[Dataset entries]
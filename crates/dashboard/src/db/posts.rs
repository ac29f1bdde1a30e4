//! Post repository.

use chrono::{DateTime, Utc};
use sqlx::PgPool;

use minispace_core::{PostId, UserId};

use super::RepositoryError;
use crate::models::Post;

#[derive(Debug, sqlx::FromRow)]
struct PostRow {
    id: i32,
    user_id: i32,
    title: String,
    slug: String,
    excerpt: String,
    body: String,
    tags: Vec<String>,
    published: bool,
    published_at: Option<DateTime<Utc>>,
    discoverable: bool,
    read_count: i64,
    created_at: DateTime<Utc>,
    updated_at: DateTime<Utc>,
}

impl From<PostRow> for Post {
    fn from(row: PostRow) -> Self {
        Self {
            id: PostId::new(row.id),
            user_id: UserId::new(row.user_id),
            title: row.title,
            slug: row.slug,
            excerpt: row.excerpt,
            body: row.body,
            tags: row.tags,
            published: row.published,
            published_at: row.published_at,
            discoverable: row.discoverable,
            read_count: row.read_count,
            created_at: row.created_at,
            updated_at: row.updated_at,
        }
    }
}

/// Validated post fields for create/update.
#[derive(Debug, Clone)]
pub struct PostInput {
    pub title: String,
    pub slug: String,
    pub excerpt: String,
    pub body: String,
    pub tags: Vec<String>,
    pub discoverable: bool,
}

const POST_COLUMNS: &str = "id, user_id, title, slug, excerpt, body, tags, published, \
     published_at, discoverable, read_count, created_at, updated_at";

const SLUG_CONFLICT: &str = "a post with this slug already exists";

/// Repository for post database operations.
pub struct PostRepository<'a> {
    pool: &'a PgPool,
}

impl<'a> PostRepository<'a> {
    /// Create a new post repository.
    #[must_use]
    pub const fn new(pool: &'a PgPool) -> Self {
        Self { pool }
    }

    /// List all of a user's posts, most recently updated first.
    ///
    /// # Errors
    ///
    /// Returns `RepositoryError::Database` if the query fails.
    pub async fn list_for_user(&self, user_id: UserId) -> Result<Vec<Post>, RepositoryError> {
        let sql = format!(
            "SELECT {POST_COLUMNS} FROM posts WHERE user_id = $1
             ORDER BY updated_at DESC"
        );
        let rows = sqlx::query_as::<_, PostRow>(&sql)
            .bind(user_id.as_i32())
            .fetch_all(self.pool)
            .await?;
        Ok(rows.into_iter().map(Post::from).collect())
    }

    /// Count a user's posts: `(total, published)`.
    ///
    /// # Errors
    ///
    /// Returns `RepositoryError::Database` if the query fails.
    pub async fn count_for_user(&self, user_id: UserId) -> Result<(i64, i64), RepositoryError> {
        let row: (i64, i64) = sqlx::query_as(
            "SELECT COUNT(*), COUNT(*) FILTER (WHERE published)
             FROM posts WHERE user_id = $1",
        )
        .bind(user_id.as_i32())
        .fetch_one(self.pool)
        .await?;
        Ok(row)
    }

    /// Get one of the user's posts by id.
    ///
    /// # Errors
    ///
    /// Returns `RepositoryError::Database` if the query fails.
    pub async fn get(
        &self,
        user_id: UserId,
        post_id: PostId,
    ) -> Result<Option<Post>, RepositoryError> {
        let sql = format!("SELECT {POST_COLUMNS} FROM posts WHERE id = $1 AND user_id = $2");
        let row = sqlx::query_as::<_, PostRow>(&sql)
            .bind(post_id.as_i32())
            .bind(user_id.as_i32())
            .fetch_optional(self.pool)
            .await?;
        Ok(row.map(Post::from))
    }

    /// Create a draft post.
    ///
    /// # Errors
    ///
    /// Returns `RepositoryError::Conflict` on a slug collision,
    /// `RepositoryError::Database` for other failures.
    pub async fn create(
        &self,
        user_id: UserId,
        input: &PostInput,
    ) -> Result<Post, RepositoryError> {
        let sql = format!(
            "INSERT INTO posts (user_id, title, slug, excerpt, body, tags, discoverable)
             VALUES ($1, $2, $3, $4, $5, $6, $7)
             RETURNING {POST_COLUMNS}"
        );
        let row = sqlx::query_as::<_, PostRow>(&sql)
            .bind(user_id.as_i32())
            .bind(&input.title)
            .bind(&input.slug)
            .bind(&input.excerpt)
            .bind(&input.body)
            .bind(&input.tags)
            .bind(input.discoverable)
            .fetch_one(self.pool)
            .await
            .map_err(|e| RepositoryError::from_unique(e, SLUG_CONFLICT))?;

        Ok(Post::from(row))
    }

    /// Update a post's editable fields.
    ///
    /// # Errors
    ///
    /// Returns `RepositoryError::NotFound` if the post doesn't exist or
    /// isn't the user's, `RepositoryError::Conflict` on a slug collision,
    /// `RepositoryError::Database` for other failures.
    pub async fn update(
        &self,
        user_id: UserId,
        post_id: PostId,
        input: &PostInput,
    ) -> Result<Post, RepositoryError> {
        let sql = format!(
            "UPDATE posts SET
                 title = $1, slug = $2, excerpt = $3, body = $4, tags = $5,
                 discoverable = $6, updated_at = NOW()
             WHERE id = $7 AND user_id = $8
             RETURNING {POST_COLUMNS}"
        );
        let row = sqlx::query_as::<_, PostRow>(&sql)
            .bind(&input.title)
            .bind(&input.slug)
            .bind(&input.excerpt)
            .bind(&input.body)
            .bind(&input.tags)
            .bind(input.discoverable)
            .bind(post_id.as_i32())
            .bind(user_id.as_i32())
            .fetch_optional(self.pool)
            .await
            .map_err(|e| RepositoryError::from_unique(e, SLUG_CONFLICT))?
            .ok_or(RepositoryError::NotFound)?;

        Ok(Post::from(row))
    }

    /// Publish or unpublish a post.
    ///
    /// Publishing stamps `published_at` once; it survives later
    /// unpublish/republish cycles so the post keeps its place in listings.
    ///
    /// # Errors
    ///
    /// Returns `RepositoryError::NotFound` if the post doesn't exist or
    /// isn't the user's, `RepositoryError::Database` for other failures.
    pub async fn set_published(
        &self,
        user_id: UserId,
        post_id: PostId,
        published: bool,
    ) -> Result<(), RepositoryError> {
        let result = sqlx::query(
            "UPDATE posts SET
                 published = $1,
                 published_at = CASE WHEN $1 THEN COALESCE(published_at, NOW())
                                     ELSE published_at END,
                 updated_at = NOW()
             WHERE id = $2 AND user_id = $3",
        )
        .bind(published)
        .bind(post_id.as_i32())
        .bind(user_id.as_i32())
        .execute(self.pool)
        .await?;

        if result.rows_affected() == 0 {
            return Err(RepositoryError::NotFound);
        }

        Ok(())
    }

    /// Delete a post.
    ///
    /// # Returns
    ///
    /// Returns `true` if the post was deleted, `false` if it didn't exist.
    ///
    /// # Errors
    ///
    /// Returns `RepositoryError::Database` if the query fails.
    pub async fn delete(&self, user_id: UserId, post_id: PostId) -> Result<bool, RepositoryError> {
        let result = sqlx::query("DELETE FROM posts WHERE id = $1 AND user_id = $2")
            .bind(post_id.as_i32())
            .bind(user_id.as_i32())
            .execute(self.pool)
            .await?;
        Ok(result.rows_affected() > 0)
    }
}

Task details. The records above are to be copied in full, exactly as written.

Your solution.
filename crates/dashboard/src/db/posts.rs
repository ac29f1bdde1a30e4
//! Post repository.

use chrono::{DateTime, Utc};
use sqlx::PgPool;

use minispace_core::{PostId, UserId};

use super::RepositoryError;
use crate::models::Post;

#[derive(Debug, sqlx::FromRow)]
struct PostRow {
    id: i32,
    user_id: i32,
    title: String,
    slug: String,
    excerpt: String,
    body: String,
    tags: Vec<String>,
    published: bool,
    published_at: Option<DateTime<Utc>>,
    discoverable: bool,
    read_count: i64,
    created_at: DateTime<Utc>,
    updated_at: DateTime<Utc>,
}

impl From<PostRow> for Post {
    fn from(row: PostRow) -> Self {
        Self {
            id: PostId::new(row.id),
            user_id: UserId::new(row.user_id),
            title: row.title,
            slug: row.slug,
            excerpt: row.excerpt,
            body: row.body,
            tags: row.tags,
            published: row.published,
            published_at: row.published_at,
            discoverable: row.discoverable,
            read_count: row.read_count,
            created_at: row.created_at,
            updated_at: row.updated_at,
        }
    }
}

/// Validated post fields for create/update.
#[derive(Debug, Clone)]
pub struct PostInput {
    pub title: String,
    pub slug: String,
    pub excerpt: String,
    pub body: String,
    pub tags: Vec<String>,
    pub discoverable: bool,
}

const POST_COLUMNS: &str = "id, user_id, title, slug, excerpt, body, tags, published, \
     published_at, discoverable, read_count, created_at, updated_at";

const SLUG_CONFLICT: &str = "a post with this slug already exists";

/// Repository for post database operations.
pub struct PostRepository<'a> {
    pool: &'a PgPool,
}

impl<'a> PostRepository<'a> {
    /// Create a new post repository.
    #[must_use]
    pub const fn new(pool: &'a PgPool) -> Self {
        Self { pool }
    }

    /// List all of a user's posts, most recently updated first.
    ///
    /// # Errors
    ///
    /// Returns `RepositoryError::Database` if the query fails.
    pub async fn list_for_user(&self, user_id: UserId) -> Result<Vec<Post>, RepositoryError> {
        let sql = format!(
            "SELECT {POST_COLUMNS} FROM posts WHERE user_id = $1
             ORDER BY updated_at DESC"
        );
        let rows = sqlx::query_as::<_, PostRow>(&sql)
            .bind(user_id.as_i32())
            .fetch_all(self.pool)
            .await?;
        Ok(rows.into_iter().map(Post::from).collect())
    }

    /// Count a user's posts: `(total, published)`.
    ///
    /// # Errors
    ///
    /// Returns `RepositoryError::Database` if the query fails.
    pub async fn count_for_user(&self, user_id: UserId) -> Result<(i64, i64), RepositoryError> {
        let row: (i64, i64) = sqlx::query_as(
            "SELECT COUNT(*), COUNT(*) FILTER (WHERE published)
             FROM posts WHERE user_id = $1",
        )
        .bind(user_id.as_i32())
        .fetch_one(self.pool)
        .await?;
        Ok(row)
    }

    /// Get one of the user's posts by id.
    ///
    /// # Errors
    ///
    /// Returns `RepositoryError::Database` if the query fails.
    pub async fn get(
        &self,
        user_id: UserId,
        post_id: PostId,
    ) -> Result<Option<Post>, RepositoryError> {
        let sql = format!("SELECT {POST_COLUMNS} FROM posts WHERE id = $1 AND user_id = $2");
        let row = sqlx::query_as::<_, PostRow>(&sql)
            .bind(post_id.as_i32())
            .bind(user_id.as_i32())
            .fetch_optional(self.pool)
            .await?;
        Ok(row.map(Post::from))
    }

    /// Create a draft post.
    ///
    /// # Errors
    ///
    /// Returns `RepositoryError::Conflict` on a slug collision,
    /// `RepositoryError::Database` for other failures.
    pub async fn create(
        &self,
        user_id: UserId,
        input: &PostInput,
    ) -> Result<Post, RepositoryError> {
        let sql = format!(
            "INSERT INTO posts (user_id, title, slug, excerpt, body, tags, discoverable)
             VALUES ($1, $2, $3, $4, $5, $6, $7)
             RETURNING {POST_COLUMNS}"
        );
        let row = sqlx::query_as::<_, PostRow>(&sql)
            .bind(user_id.as_i32())
            .bind(&input.title)
            .bind(&input.slug)
            .bind(&input.excerpt)
            .bind(&input.body)
            .bind(&input.tags)
            .bind(input.discoverable)
            .fetch_one(self.pool)
            .await
            .map_err(|e| RepositoryError::from_unique(e, SLUG_CONFLICT))?;

        Ok(Post::from(row))
    }

    /// Update a post's editable fields.
    ///
    /// # Errors
    ///
    /// Returns `RepositoryError::NotFound` if the post doesn't exist or
    /// isn't the user's, `RepositoryError::Conflict` on a slug collision,
    /// `RepositoryError::Database` for other failures.
    pub async fn update(
        &self,
        user_id: UserId,
        post_id: PostId,
        input: &PostInput,
    ) -> Result<Post, RepositoryError> {
        let sql = format!(
            "UPDATE posts SET
                 title = $1, slug = $2, excerpt = $3, body = $4, tags = $5,
                 discoverable = $6, updated_at = NOW()
             WHERE id = $7 AND user_id = $8
             RETURNING {POST_COLUMNS}"
        );
        let row = sqlx::query_as::<_, PostRow>(&sql)
            .bind(&input.title)
            .bind(&input.slug)
            .bind(&input.excerpt)
            .bind(&input.body)
            .bind(&input.tags)
            .bind(input.discoverable)
            .bind(post_id.as_i32())
            .bind(user_id.as_i32())
            .fetch_optional(self.pool)
            .await
            .map_err(|e| RepositoryError::from_unique(e, SLUG_CONFLICT))?
            .ok_or(RepositoryError::NotFound)?;

        Ok(Post::from(row))
    }

    /// Publish or unpublish a post.
    ///
    /// Publishing stamps `published_at` once; it survives later
    /// unpublish/republish cycles so the post keeps its place in listings.
    ///
    /// # Errors
    ///
    /// Returns `RepositoryError::NotFound` if the post doesn't exist or
    /// isn't the user's, `RepositoryError::Database` for other failures.
    pub async fn set_published(
        &self,
        user_id: UserId,
        post_id: PostId,
        published: bool,
    ) -> Result<(), RepositoryError> {
        let result = sqlx::query(
            "UPDATE posts SET
                 published = $1,
                 published_at = CASE WHEN $1 THEN COALESCE(published_at, NOW())
                                     ELSE published_at END,
                 updated_at = NOW()
             WHERE id = $2 AND user_id = $3",
        )
        .bind(published)
        .bind(post_id.as_i32())
        .bind(user_id.as_i32())
        .execute(self.pool)
        .await?;

        if result.rows_affected() == 0 {
            return Err(RepositoryError::NotFound);
        }

        Ok(())
    }

    /// Delete a post.
    ///
    /// # Returns
    ///
    /// Returns `true` if the post was deleted, `false` if it didn't exist.
    ///
    /// # Errors
    ///
    /// Returns `RepositoryError::Database` if the query fails.
    pub async fn delete(&self, user_id: UserId, post_id: PostId) -> Result<bool, RepositoryError> {
        let result = sqlx::query("DELETE FROM posts WHERE id = $1 AND user_id = $2")
            .bind(post_id.as_i32())
            .bind(user_id.as_i32())
            .execute(self.pool)
            .await?;
        Ok(result.rows_affected() > 0)
    }
}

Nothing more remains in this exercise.